§ What this task involves
The stretch from the line with "Admin Mutation Operations" through the line with "use crate::catalog::normalizer::is_reserved_tag;" in the records below: write it out exactly, and nothing else.
------ Given data ------
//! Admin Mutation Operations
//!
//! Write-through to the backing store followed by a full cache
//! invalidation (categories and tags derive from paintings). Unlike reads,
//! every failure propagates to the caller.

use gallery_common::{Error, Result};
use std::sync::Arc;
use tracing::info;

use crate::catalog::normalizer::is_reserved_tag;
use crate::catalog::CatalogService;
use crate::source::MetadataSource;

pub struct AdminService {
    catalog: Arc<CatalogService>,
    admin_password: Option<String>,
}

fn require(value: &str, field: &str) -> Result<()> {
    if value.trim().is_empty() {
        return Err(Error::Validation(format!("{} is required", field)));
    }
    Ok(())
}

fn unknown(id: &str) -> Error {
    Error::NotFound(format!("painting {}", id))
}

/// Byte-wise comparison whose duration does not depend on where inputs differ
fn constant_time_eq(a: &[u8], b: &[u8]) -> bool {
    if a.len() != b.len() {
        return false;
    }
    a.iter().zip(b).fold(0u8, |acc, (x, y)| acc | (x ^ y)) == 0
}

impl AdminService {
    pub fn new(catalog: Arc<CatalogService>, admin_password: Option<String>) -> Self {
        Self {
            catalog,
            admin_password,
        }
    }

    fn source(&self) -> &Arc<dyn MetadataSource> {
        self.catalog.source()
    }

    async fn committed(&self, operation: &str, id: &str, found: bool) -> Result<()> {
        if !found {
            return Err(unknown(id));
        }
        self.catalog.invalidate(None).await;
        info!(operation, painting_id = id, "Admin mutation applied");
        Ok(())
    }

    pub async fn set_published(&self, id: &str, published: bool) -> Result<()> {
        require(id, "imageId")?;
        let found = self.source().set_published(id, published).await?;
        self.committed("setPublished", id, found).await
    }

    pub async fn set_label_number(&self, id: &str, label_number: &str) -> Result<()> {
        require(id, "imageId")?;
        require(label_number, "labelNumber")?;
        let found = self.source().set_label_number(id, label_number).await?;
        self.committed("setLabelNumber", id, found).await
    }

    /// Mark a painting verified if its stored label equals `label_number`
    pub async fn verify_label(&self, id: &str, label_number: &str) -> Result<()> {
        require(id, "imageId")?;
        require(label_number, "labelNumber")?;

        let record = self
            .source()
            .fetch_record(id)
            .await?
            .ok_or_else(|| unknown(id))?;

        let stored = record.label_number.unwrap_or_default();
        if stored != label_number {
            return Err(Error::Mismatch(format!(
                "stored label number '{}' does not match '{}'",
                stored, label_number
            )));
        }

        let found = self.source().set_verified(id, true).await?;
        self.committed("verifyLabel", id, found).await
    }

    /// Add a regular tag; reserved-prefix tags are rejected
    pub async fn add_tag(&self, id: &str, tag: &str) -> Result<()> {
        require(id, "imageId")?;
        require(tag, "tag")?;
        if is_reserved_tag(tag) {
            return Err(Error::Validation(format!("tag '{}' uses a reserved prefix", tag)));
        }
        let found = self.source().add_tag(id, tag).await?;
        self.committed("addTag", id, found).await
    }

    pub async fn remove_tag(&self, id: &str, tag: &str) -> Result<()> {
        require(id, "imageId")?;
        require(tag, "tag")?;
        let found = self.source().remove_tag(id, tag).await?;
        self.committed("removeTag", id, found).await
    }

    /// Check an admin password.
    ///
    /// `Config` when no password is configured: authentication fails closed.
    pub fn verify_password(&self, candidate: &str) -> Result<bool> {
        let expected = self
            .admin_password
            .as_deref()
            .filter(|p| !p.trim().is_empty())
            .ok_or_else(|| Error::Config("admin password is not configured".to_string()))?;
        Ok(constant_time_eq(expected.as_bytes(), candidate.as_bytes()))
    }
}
------
------ Given data ------
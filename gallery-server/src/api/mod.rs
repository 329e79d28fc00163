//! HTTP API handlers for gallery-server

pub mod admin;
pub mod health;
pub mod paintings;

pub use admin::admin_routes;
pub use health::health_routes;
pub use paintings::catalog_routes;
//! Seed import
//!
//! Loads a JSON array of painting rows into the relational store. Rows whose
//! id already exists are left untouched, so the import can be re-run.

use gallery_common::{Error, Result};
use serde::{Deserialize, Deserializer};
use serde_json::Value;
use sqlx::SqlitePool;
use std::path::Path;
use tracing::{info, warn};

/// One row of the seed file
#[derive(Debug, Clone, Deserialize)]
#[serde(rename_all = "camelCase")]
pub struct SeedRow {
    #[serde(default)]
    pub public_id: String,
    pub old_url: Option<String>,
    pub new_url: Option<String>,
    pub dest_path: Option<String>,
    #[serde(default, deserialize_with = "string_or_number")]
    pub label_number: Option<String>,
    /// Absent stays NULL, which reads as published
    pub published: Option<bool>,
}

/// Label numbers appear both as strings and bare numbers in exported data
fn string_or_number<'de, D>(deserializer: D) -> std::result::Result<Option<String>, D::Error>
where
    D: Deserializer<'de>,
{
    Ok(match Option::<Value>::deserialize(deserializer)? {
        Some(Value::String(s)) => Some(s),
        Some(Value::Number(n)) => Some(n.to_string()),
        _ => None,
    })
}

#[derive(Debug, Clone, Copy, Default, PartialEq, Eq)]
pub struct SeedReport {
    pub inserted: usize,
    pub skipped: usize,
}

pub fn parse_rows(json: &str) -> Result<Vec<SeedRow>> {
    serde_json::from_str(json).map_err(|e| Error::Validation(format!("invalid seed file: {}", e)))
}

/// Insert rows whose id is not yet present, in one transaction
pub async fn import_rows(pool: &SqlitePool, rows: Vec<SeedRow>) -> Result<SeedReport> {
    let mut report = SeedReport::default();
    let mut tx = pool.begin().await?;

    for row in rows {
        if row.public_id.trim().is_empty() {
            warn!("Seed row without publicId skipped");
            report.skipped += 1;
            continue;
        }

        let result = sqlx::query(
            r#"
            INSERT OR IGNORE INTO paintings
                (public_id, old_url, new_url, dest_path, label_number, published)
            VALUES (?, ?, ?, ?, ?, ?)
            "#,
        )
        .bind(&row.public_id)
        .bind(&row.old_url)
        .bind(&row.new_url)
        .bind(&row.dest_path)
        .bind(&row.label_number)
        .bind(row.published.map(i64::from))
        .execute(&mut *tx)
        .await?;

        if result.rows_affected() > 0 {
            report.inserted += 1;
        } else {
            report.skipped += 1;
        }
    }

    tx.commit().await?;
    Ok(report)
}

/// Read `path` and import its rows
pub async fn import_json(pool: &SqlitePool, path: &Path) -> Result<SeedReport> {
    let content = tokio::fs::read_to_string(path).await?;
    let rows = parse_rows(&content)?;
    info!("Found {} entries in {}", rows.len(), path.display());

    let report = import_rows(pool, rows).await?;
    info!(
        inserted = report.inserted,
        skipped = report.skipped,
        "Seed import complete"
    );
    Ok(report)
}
------
§ Expected output
//! Admin Mutation Operations
//!
//! Write-through to the backing store followed by a full cache
//! invalidation (categories and tags derive from paintings). Unlike reads,
//! every failure propagates to the caller.

use gallery_common::{Error, Result};
use std::sync::Arc;
use tracing::info;

use crate::catalog::normalizer::is_reserved_tag;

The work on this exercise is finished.